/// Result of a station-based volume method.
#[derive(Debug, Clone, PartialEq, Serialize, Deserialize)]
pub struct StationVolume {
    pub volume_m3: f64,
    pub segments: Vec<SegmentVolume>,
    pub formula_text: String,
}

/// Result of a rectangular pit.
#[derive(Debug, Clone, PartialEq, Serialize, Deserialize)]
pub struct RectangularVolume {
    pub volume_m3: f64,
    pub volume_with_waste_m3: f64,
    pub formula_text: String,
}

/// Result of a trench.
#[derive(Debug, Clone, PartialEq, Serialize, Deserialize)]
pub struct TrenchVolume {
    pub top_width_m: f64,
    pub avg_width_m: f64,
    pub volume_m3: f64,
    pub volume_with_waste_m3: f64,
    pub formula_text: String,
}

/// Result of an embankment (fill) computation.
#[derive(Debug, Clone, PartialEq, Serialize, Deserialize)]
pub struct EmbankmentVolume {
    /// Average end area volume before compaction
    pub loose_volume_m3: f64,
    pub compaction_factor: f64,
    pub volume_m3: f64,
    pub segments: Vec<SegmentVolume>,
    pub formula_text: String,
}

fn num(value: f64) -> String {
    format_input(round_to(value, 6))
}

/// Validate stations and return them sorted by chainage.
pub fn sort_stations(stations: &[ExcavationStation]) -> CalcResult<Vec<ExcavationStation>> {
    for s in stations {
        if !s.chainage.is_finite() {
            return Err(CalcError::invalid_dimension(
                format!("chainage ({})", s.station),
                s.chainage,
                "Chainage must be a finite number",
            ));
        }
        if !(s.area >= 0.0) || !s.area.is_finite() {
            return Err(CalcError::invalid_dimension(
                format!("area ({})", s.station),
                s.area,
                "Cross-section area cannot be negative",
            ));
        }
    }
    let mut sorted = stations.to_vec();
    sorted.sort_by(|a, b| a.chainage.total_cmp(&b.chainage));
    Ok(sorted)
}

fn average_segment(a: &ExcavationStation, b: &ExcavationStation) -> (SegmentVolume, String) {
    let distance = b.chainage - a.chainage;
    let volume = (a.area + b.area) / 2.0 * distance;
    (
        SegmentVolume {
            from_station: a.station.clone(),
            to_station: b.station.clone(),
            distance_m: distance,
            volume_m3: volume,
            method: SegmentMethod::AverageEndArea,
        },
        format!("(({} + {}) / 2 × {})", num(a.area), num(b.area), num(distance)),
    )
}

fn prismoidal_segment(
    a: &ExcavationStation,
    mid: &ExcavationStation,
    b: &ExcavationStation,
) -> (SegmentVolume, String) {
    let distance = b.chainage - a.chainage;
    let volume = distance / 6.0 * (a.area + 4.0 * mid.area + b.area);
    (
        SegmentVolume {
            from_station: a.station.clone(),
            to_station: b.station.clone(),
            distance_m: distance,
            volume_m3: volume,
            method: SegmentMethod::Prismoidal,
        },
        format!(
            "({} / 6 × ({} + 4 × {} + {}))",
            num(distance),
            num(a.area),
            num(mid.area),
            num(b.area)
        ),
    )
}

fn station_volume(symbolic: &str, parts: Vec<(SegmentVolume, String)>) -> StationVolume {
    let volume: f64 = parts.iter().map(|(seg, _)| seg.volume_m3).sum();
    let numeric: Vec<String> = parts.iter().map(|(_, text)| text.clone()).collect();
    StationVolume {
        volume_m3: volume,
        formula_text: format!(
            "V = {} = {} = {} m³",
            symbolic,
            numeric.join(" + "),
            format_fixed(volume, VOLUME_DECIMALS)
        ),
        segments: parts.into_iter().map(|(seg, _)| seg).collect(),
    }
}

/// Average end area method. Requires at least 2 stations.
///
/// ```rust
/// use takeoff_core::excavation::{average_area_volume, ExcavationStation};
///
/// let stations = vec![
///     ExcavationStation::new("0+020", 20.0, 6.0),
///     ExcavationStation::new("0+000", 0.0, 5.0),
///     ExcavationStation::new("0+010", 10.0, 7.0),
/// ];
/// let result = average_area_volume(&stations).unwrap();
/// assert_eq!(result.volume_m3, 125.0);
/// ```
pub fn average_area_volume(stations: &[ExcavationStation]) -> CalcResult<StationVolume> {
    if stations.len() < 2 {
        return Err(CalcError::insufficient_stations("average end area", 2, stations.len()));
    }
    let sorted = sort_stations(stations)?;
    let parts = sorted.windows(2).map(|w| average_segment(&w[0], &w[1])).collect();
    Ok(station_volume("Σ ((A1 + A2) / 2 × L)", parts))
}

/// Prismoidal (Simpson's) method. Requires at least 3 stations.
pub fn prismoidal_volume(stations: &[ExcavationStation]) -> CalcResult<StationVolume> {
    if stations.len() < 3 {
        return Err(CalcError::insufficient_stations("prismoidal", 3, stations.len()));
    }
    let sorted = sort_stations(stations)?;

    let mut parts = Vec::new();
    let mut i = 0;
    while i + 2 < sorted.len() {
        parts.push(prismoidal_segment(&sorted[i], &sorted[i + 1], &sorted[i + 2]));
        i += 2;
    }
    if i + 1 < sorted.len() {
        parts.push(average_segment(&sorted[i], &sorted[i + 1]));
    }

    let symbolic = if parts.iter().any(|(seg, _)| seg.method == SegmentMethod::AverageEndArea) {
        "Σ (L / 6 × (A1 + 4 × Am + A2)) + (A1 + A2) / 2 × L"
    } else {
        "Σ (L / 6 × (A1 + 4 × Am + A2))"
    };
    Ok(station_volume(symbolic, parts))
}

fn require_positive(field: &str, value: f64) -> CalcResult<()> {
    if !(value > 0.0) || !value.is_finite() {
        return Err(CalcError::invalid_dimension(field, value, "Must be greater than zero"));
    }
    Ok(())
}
———
*What is expected*. What is needed here is an exact reproduction of all the entries.

*Answer box*.
/// Result of a station-based volume method.
#[derive(Debug, Clone, PartialEq, Serialize, Deserialize)]
pub struct StationVolume {
    pub volume_m3: f64,
    pub segments: Vec<SegmentVolume>,
    pub formula_text: String,
}

/// Result of a rectangular pit.
#[derive(Debug, Clone, PartialEq, Serialize, Deserialize)]
pub struct RectangularVolume {
    pub volume_m3: f64,
    pub volume_with_waste_m3: f64,
    pub formula_text: String,
}

/// Result of a trench.
#[derive(Debug, Clone, PartialEq, Serialize, Deserialize)]
pub struct TrenchVolume {
    pub top_width_m: f64,
    pub avg_width_m: f64,
    pub volume_m3: f64,
    pub volume_with_waste_m3: f64,
    pub formula_text: String,
}

/// Result of an embankment (fill) computation.
#[derive(Debug, Clone, PartialEq, Serialize, Deserialize)]
pub struct EmbankmentVolume {
    /// Average end area volume before compaction
    pub loose_volume_m3: f64,
    pub compaction_factor: f64,
    pub volume_m3: f64,
    pub segments: Vec<SegmentVolume>,
    pub formula_text: String,
}

fn num(value: f64) -> String {
    format_input(round_to(value, 6))
}

/// Validate stations and return them sorted by chainage.
pub fn sort_stations(stations: &[ExcavationStation]) -> CalcResult<Vec<ExcavationStation>> {
    for s in stations {
        if !s.chainage.is_finite() {
            return Err(CalcError::invalid_dimension(
                format!("chainage ({})", s.station),
                s.chainage,
                "Chainage must be a finite number",
            ));
        }
        if !(s.area >= 0.0) || !s.area.is_finite() {
            return Err(CalcError::invalid_dimension(
                format!("area ({})", s.station),
                s.area,
                "Cross-section area cannot be negative",
            ));
        }
    }
    let mut sorted = stations.to_vec();
    sorted.sort_by(|a, b| a.chainage.total_cmp(&b.chainage));
    Ok(sorted)
}

fn average_segment(a: &ExcavationStation, b: &ExcavationStation) -> (SegmentVolume, String) {
    let distance = b.chainage - a.chainage;
    let volume = (a.area + b.area) / 2.0 * distance;
    (
        SegmentVolume {
            from_station: a.station.clone(),
            to_station: b.station.clone(),
            distance_m: distance,
            volume_m3: volume,
            method: SegmentMethod::AverageEndArea,
        },
        format!("(({} + {}) / 2 × {})", num(a.area), num(b.area), num(distance)),
    )
}

fn prismoidal_segment(
    a: &ExcavationStation,
    mid: &ExcavationStation,
    b: &ExcavationStation,
) -> (SegmentVolume, String) {
    let distance = b.chainage - a.chainage;
    let volume = distance / 6.0 * (a.area + 4.0 * mid.area + b.area);
    (
        SegmentVolume {
            from_station: a.station.clone(),
            to_station: b.station.clone(),
            distance_m: distance,
            volume_m3: volume,
            method: SegmentMethod::Prismoidal,
        },
        format!(
            "({} / 6 × ({} + 4 × {} + {}))",
            num(distance),
            num(a.area),
            num(mid.area),
            num(b.area)
        ),
    )
}

fn station_volume(symbolic: &str, parts: Vec<(SegmentVolume, String)>) -> StationVolume {
    let volume: f64 = parts.iter().map(|(seg, _)| seg.volume_m3).sum();
    let numeric: Vec<String> = parts.iter().map(|(_, text)| text.clone()).collect();
    StationVolume {
        volume_m3: volume,
        formula_text: format!(
            "V = {} = {} = {} m³",
            symbolic,
            numeric.join(" + "),
            format_fixed(volume, VOLUME_DECIMALS)
        ),
        segments: parts.into_iter().map(|(seg, _)| seg).collect(),
    }
}

/// Average end area method. Requires at least 2 stations.
///
/// ```rust
/// use takeoff_core::excavation::{average_area_volume, ExcavationStation};
///
/// let stations = vec![
///     ExcavationStation::new("0+020", 20.0, 6.0),
///     ExcavationStation::new("0+000", 0.0, 5.0),
///     ExcavationStation::new("0+010", 10.0, 7.0),
/// ];
/// let result = average_area_volume(&stations).unwrap();
/// assert_eq!(result.volume_m3, 125.0);
/// ```
pub fn average_area_volume(stations: &[ExcavationStation]) -> CalcResult<StationVolume> {
    if stations.len() < 2 {
        return Err(CalcError::insufficient_stations("average end area", 2, stations.len()));
    }
    let sorted = sort_stations(stations)?;
    let parts = sorted.windows(2).map(|w| average_segment(&w[0], &w[1])).collect();
    Ok(station_volume("Σ ((A1 + A2) / 2 × L)", parts))
}

/// Prismoidal (Simpson's) method. Requires at least 3 stations.
pub fn prismoidal_volume(stations: &[ExcavationStation]) -> CalcResult<StationVolume> {
    if stations.len() < 3 {
        return Err(CalcError::insufficient_stations("prismoidal", 3, stations.len()));
    }
    let sorted = sort_stations(stations)?;

    let mut parts = Vec::new();
    let mut i = 0;
    while i + 2 < sorted.len() {
        parts.push(prismoidal_segment(&sorted[i], &sorted[i + 1], &sorted[i + 2]));
        i += 2;
    }
    if i + 1 < sorted.len() {
        parts.push(average_segment(&sorted[i], &sorted[i + 1]));
    }

    let symbolic = if parts.iter().any(|(seg, _)| seg.method == SegmentMethod::AverageEndArea) {
        "Σ (L / 6 × (A1 + 4 × Am + A2)) + (A1 + A2) / 2 × L"
    } else {
        "Σ (L / 6 × (A1 + 4 × Am + A2))"
    };
    Ok(station_volume(symbolic, parts))
}

fn require_positive(field: &str, value: f64) -> CalcResult<()> {
    if !(value > 0.0) || !value.is_finite() {
        return Err(CalcError::invalid_dimension(field, value, "Must be greater than zero"));
    }
    Ok(())
}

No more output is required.